Glucokinase Inactivation Ameliorates Lipid Accumulation and Exerts Favorable Effects on Lipid Metabolism in Hepatocytes

Int. J. Mol. Sci. 2023, 24(5), 4315; https://doi.org/10.3390/ijms24054315
by Ziyan Xie 1,†, Ting Xie 1,2,†, Jieying Liu 1,2, Qian Zhang 1 and Xinhua Xiao 1,*
Reviewer 1:
Maria I. Alvelos
Reviewer 2:
Anne Jörns
Int. J. Mol. Sci. 2023, 24(5), 4315; https://doi.org/10.3390/ijms24054315
Submission received: 25 January 2023 / Revised: 10 February 2023 / Accepted: 16 February 2023 / Published: 21 February 2023
(This article belongs to the Section Molecular Endocrinology and Metabolism)

Round 1

Reviewer 1 Report

In the present study, the authors evaluate the impact of GCK inactivation on hepatic lipid metabolism and inflammation in order to better understand the low incidence of vascular complications observed in GCK-MODY patients, when compared to patients with other forms of diabetes. The manuscript is well structured and presented, but it has some weakness which are acknowledged by the authors in the discussion section.

I have a minor suggestion concerning the validation of the functional impact of GCK downregulation: the authors address the limitation of using in vitro cell models to investigate the role of GCK-inactivation. It would be interesting if the downregulation of FASN and ACC enzymes could be validated in peripheral blood samples from the studied MODY2 patients.
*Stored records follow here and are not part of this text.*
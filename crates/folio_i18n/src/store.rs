use std::fmt;
use std::sync::atomic::{AtomicU64, Ordering};
use std::sync::{Arc, Mutex, MutexGuard, PoisonError, RwLock};

use tracing::{debug, warn};

use crate::label::{Label, Message};
use crate::locale::Locale;
use crate::prefs::{PreferenceStore, LANGUAGE_KEY};
use crate::tables::TranslationTables;

type Subscriber = Arc<dyn Fn(Locale) + Send + Sync>;

/// Handle returned by [`LocaleStore::subscribe`].
#[derive(Clone, Copy, Debug, Hash, Eq, PartialEq)]
pub struct SubscriptionId(u64);

/// Owner of the active locale.
///
/// Created once at startup and shared by handle (usually `Arc<LocaleStore>`)
/// with every component that shows text. Reads never fail. The only mutators
/// are [`set_locale`](Self::set_locale) and its wrapper
/// [`toggle_locale`](Self::toggle_locale); both persist the new choice and
/// call every subscriber before returning.
pub struct LocaleStore {
    active: RwLock<Locale>,
    tables: TranslationTables,
    prefs: Box<dyn PreferenceStore>,
    subscribers: Mutex<Vec<(SubscriptionId, Subscriber)>>,
    next_id: AtomicU64,
}

impl LocaleStore {
    /// Build the store, restoring the persisted language.
    ///
    /// A missing, unreadable or unrecognized preference falls back to
    /// [`Locale::Pt`]; none of those cases is an error.
    pub fn initialize(prefs: impl PreferenceStore + 'static, tables: TranslationTables) -> Self {
        let locale = restore_locale(&prefs);
        debug!("LocaleStore::initialize: active locale {}", locale);
        Self {
            active: RwLock::new(locale),
            tables,
            prefs: Box::new(prefs),
            subscribers: Mutex::new(Vec::new()),
            next_id: AtomicU64::new(0),
        }
    }

    pub fn active_locale(&self) -> Locale {
        *self.active.read().unwrap_or_else(PoisonError::into_inner)
    }

    pub fn tables(&self) -> &TranslationTables {
        &self.tables
    }

    /// Localized string for `key`, or `key` itself when no translation exists.
    pub fn translate(&self, key: &str) -> String {
        self.tables
            .get(self.active_locale(), key)
            .unwrap_or(key)
            .to_string()
    }

    /// Translate a message with arguments, falling back to the message id.
    pub fn tr(&self, msg: &Message) -> String {
        self.tables
            .catalog(self.active_locale())
            .format_message(msg)
            .unwrap_or_else(|| msg.id.to_string())
    }

    pub fn resolve_label(&self, label: &Label) -> String {
        match label {
            Label::Raw(s) => s.clone(),
            Label::Msg(m) => self.tr(m),
        }
    }

    /// Switch language, persist it, and notify subscribers.
    ///
    /// Persisting failures are logged and otherwise ignored. Re-selecting
    /// the active locale persists again but does not notify.
    pub fn set_locale(&self, locale: Locale) {
        let mut cur = self.active.write().unwrap_or_else(PoisonError::into_inner);
        let previous = *cur;
        *cur = locale;
        drop(cur);

        if let Err(e) = self.prefs.save(LANGUAGE_KEY, locale.code()) {
            warn!(error = %e, locale = %locale, "failed to persist language preference");
        }

        if previous != locale {
            debug!("LocaleStore::set_locale: {} -> {}", previous, locale);
            self.notify(locale);
        }
    }

    /// Flip to the other locale and return it.
    ///
    /// Defined only for the two-locale set; see [`Locale::other`].
    pub fn toggle_locale(&self) -> Locale {
        let next = self.active_locale().other();
        self.set_locale(next);
        next
    }

    /// Register a callback run with the new locale after every change.
    pub fn subscribe(&self, callback: impl Fn(Locale) + Send + Sync + 'static) -> SubscriptionId {
        let id = SubscriptionId(self.next_id.fetch_add(1, Ordering::Relaxed));
        self.subscribers().push((id, Arc::new(callback)));
        id
    }

    /// Remove a callback. Returns `false` if it was not registered.
    pub fn unsubscribe(&self, id: SubscriptionId) -> bool {
        let mut subs = self.subscribers();
        let before = subs.len();
        subs.retain(|(sid, _)| *sid != id);
        subs.len() != before
    }

    fn subscribers(&self) -> MutexGuard<'_, Vec<(SubscriptionId, Subscriber)>> {
        self.subscribers
            .lock()
            .unwrap_or_else(PoisonError::into_inner)
    }

    fn notify(&self, locale: Locale) {
        // Snapshot first so callbacks may use the store (including subscribe).
        let callbacks: Vec<Subscriber> = self
            .subscribers()
            .iter()
            .map(|(_, cb)| Arc::clone(cb))
            .collect();
        for cb in callbacks {
            cb(locale);
        }
    }
}

impl fmt::Debug for LocaleStore {
    fn fmt(&self, f: &mut fmt::Formatter<'_>) -> fmt::Result {
        f.debug_struct("LocaleStore")
            .field("active", &self.active_locale())
            .field("subscribers", &self.subscribers().len())
            .finish_non_exhaustive()
    }
}

fn restore_locale(prefs: &dyn PreferenceStore) -> Locale {
    match prefs.load(LANGUAGE_KEY) {
        Ok(Some(tag)) => Locale::from_tag(&tag).unwrap_or_else(|| {
            warn!(stored = %tag, "ignoring unrecognized language preference");
            Locale::default()
        }),
        Ok(None) => Locale::default(),
        Err(e) => {
            warn!(error = %e, "language preference unavailable, using default");
            Locale::default()
        }
    }
}
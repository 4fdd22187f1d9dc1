//! Folio configuration file handling

use anyhow::{Context, Result};
use folio_theme::ColorScheme;
use serde::{Deserialize, Serialize};
use std::fs;
use std::path::{Path, PathBuf};

pub const CONFIG_FILE: &str = "folio.toml";

/// Top-level Folio configuration (folio.toml)
#[derive(Debug, Default, Deserialize, Serialize, PartialEq)]
pub struct FolioConfig {
    #[serde(default)]
    pub site: SiteConfig,
    #[serde(default)]
    pub i18n: I18nConfig,
    #[serde(default)]
    pub preferences: PreferencesConfig,
    #[serde(default)]
    pub timeline: TimelineConfig,
    #[serde(default)]
    pub theme: ThemeConfig,
}

/// Site metadata
#[derive(Debug, Deserialize, Serialize, PartialEq)]
pub struct SiteConfig {
    #[serde(default = "default_name")]
    pub name: String,
    #[serde(default)]
    pub author: Option<String>,
}

fn default_name() -> String {
    "portfolio".to_string()
}

impl Default for SiteConfig {
    fn default() -> Self {
        Self {
            name: default_name(),
            author: None,
        }
    }
}

/// Translation catalogs
#[derive(Debug, Default, Deserialize, Serialize, PartialEq)]
pub struct I18nConfig {
    /// Directory holding `pt.yaml` and `en.yaml`. Bundled catalogs when unset.
    #[serde(default)]
    pub catalog_dir: Option<PathBuf>,
}

/// Where the language preference is stored
#[derive(Debug, Default, Deserialize, Serialize, PartialEq)]
pub struct PreferencesConfig {
    /// Preference file. Platform config dir when unset.
    #[serde(default)]
    pub path: Option<PathBuf>,
}

/// Timeline content
#[derive(Debug, Deserialize, Serialize, PartialEq)]
pub struct TimelineConfig {
    /// Milestone document (relative to the working directory)
    #[serde(default = "default_timeline_data")]
    pub data: PathBuf,
}

fn default_timeline_data() -> PathBuf {
    PathBuf::from("content/timeline.json")
}

impl Default for TimelineConfig {
    fn default() -> Self {
        Self {
            data: default_timeline_data(),
        }
    }
}

/// Initial color scheme
#[derive(Debug, Default, Deserialize, Serialize, PartialEq)]
pub struct ThemeConfig {
    #[serde(default)]
    pub scheme: ColorScheme,
}

impl FolioConfig {
    /// Load configuration.
    ///
    /// An explicit path must exist. Without one, `folio.toml` in the working
    /// directory is used when present, defaults otherwise.
    pub fn load(explicit: Option<&Path>) -> Result<Self> {
        match explicit {
            Some(path) => Self::load_from_path(path),
            None => {
                let path = Path::new(CONFIG_FILE);
                if path.exists() {
                    Self::load_from_path(path)
                } else {
                    tracing::debug!("no {} found, using defaults", CONFIG_FILE);
                    Ok(Self::default())
                }
            }
        }
    }

    pub fn load_from_path(path: &Path) -> Result<Self> {
        let content = fs::read_to_string(path)
            .with_context(|| format!("Failed to read {}", path.display()))?;

        let config: FolioConfig = toml::from_str(&content)
            .with_context(|| format!("Failed to parse {}", path.display()))?;

        Ok(config)
    }

    /// Create a new configuration with the given site name
    pub fn new(name: &str) -> Self {
        Self {
            site: SiteConfig {
                name: name.to_string(),
                author: None,
            },
            ..Self::default()
        }
    }

    /// Serialize to TOML string
    pub fn to_toml(&self) -> Result<String> {
        toml::to_string_pretty(self).context("Failed to serialize config")
    }
}

#[cfg(test)]
mod tests {
    use super::*;
    use pretty_assertions::assert_eq;

    #[test]
    fn empty_file_gives_defaults() {
        let config: FolioConfig = toml::from_str("").unwrap();
        assert_eq!(config, FolioConfig::default());
        assert_eq!(config.timeline.data, PathBuf::from("content/timeline.json"));
        assert_eq!(config.theme.scheme, ColorScheme::Light);
    }

    #[test]
    fn partial_sections_fill_in_defaults() {
        let config: FolioConfig = toml::from_str(
            r#"
[site]
author = "Ana"

[theme]
scheme = "dark"

[preferences]
path = "/tmp/folio-prefs.toml"
"#,
        )
        .unwrap();
        assert_eq!(config.site.name, "portfolio");
        assert_eq!(config.site.author.as_deref(), Some("Ana"));
        assert_eq!(config.theme.scheme, ColorScheme::Dark);
        assert_eq!(
            config.preferences.path,
            Some(PathBuf::from("/tmp/folio-prefs.toml"))
        );
        assert_eq!(config.i18n.catalog_dir, None);
    }

    #[test]
    fn explicit_missing_path_is_an_error() {
        let dir = tempfile::tempdir().unwrap();
        let err = FolioConfig::load(Some(&dir.path().join("missing.toml"))).unwrap_err();
        assert!(err.to_string().starts_with("Failed to read"));
    }

    #[test]
    fn serialized_config_parses_back() {
        let config = FolioConfig::new("ana-site");
        let parsed: FolioConfig = toml::from_str(&config.to_toml().unwrap()).unwrap();
        assert_eq!(parsed, config);
    }
}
Or is this a tissue specific effect?

Another suggestion that could reinforce the impact of GCK on the enzymes related to lipid metabolic pathways, would be to test if there is any correlation between GCK gene expression and the different enzymes, on liver, and pancreas, using data from publicly available datasets such as Genotype-Tissue Expression (GTEx) database.

Author Response

Please see the attachment for our point-by-point response.

Author Response File: Author Response.docx

Reviewer 2 Report

The manuscript describes changes in the lipid metabolism by glucokinase inactivation by a MODY mutation either under in vitro conditions in the HepG2  and AML12 cell lines or in vivo using cohort data from GCK-MODY, T1D and T2D individuals compared to non-diabetic subjects.

In the materials and methods section are the non-diabetic individuals healthy or in respect to the lipid profile?

For the HFA treatment, the authors used a specific ratio of PA and OA. Is this used ratio their own experience or from the literature?

In the result section, did the author mean lipid or lipid droplets accumulation in the HepG2 cell line?

The used abbreviations cannot be explained in the Suppl. Table.  This is a disadvantage for the reader.

The discussion section is too long.

The limitations of the present study are good, but not at the end of the MS.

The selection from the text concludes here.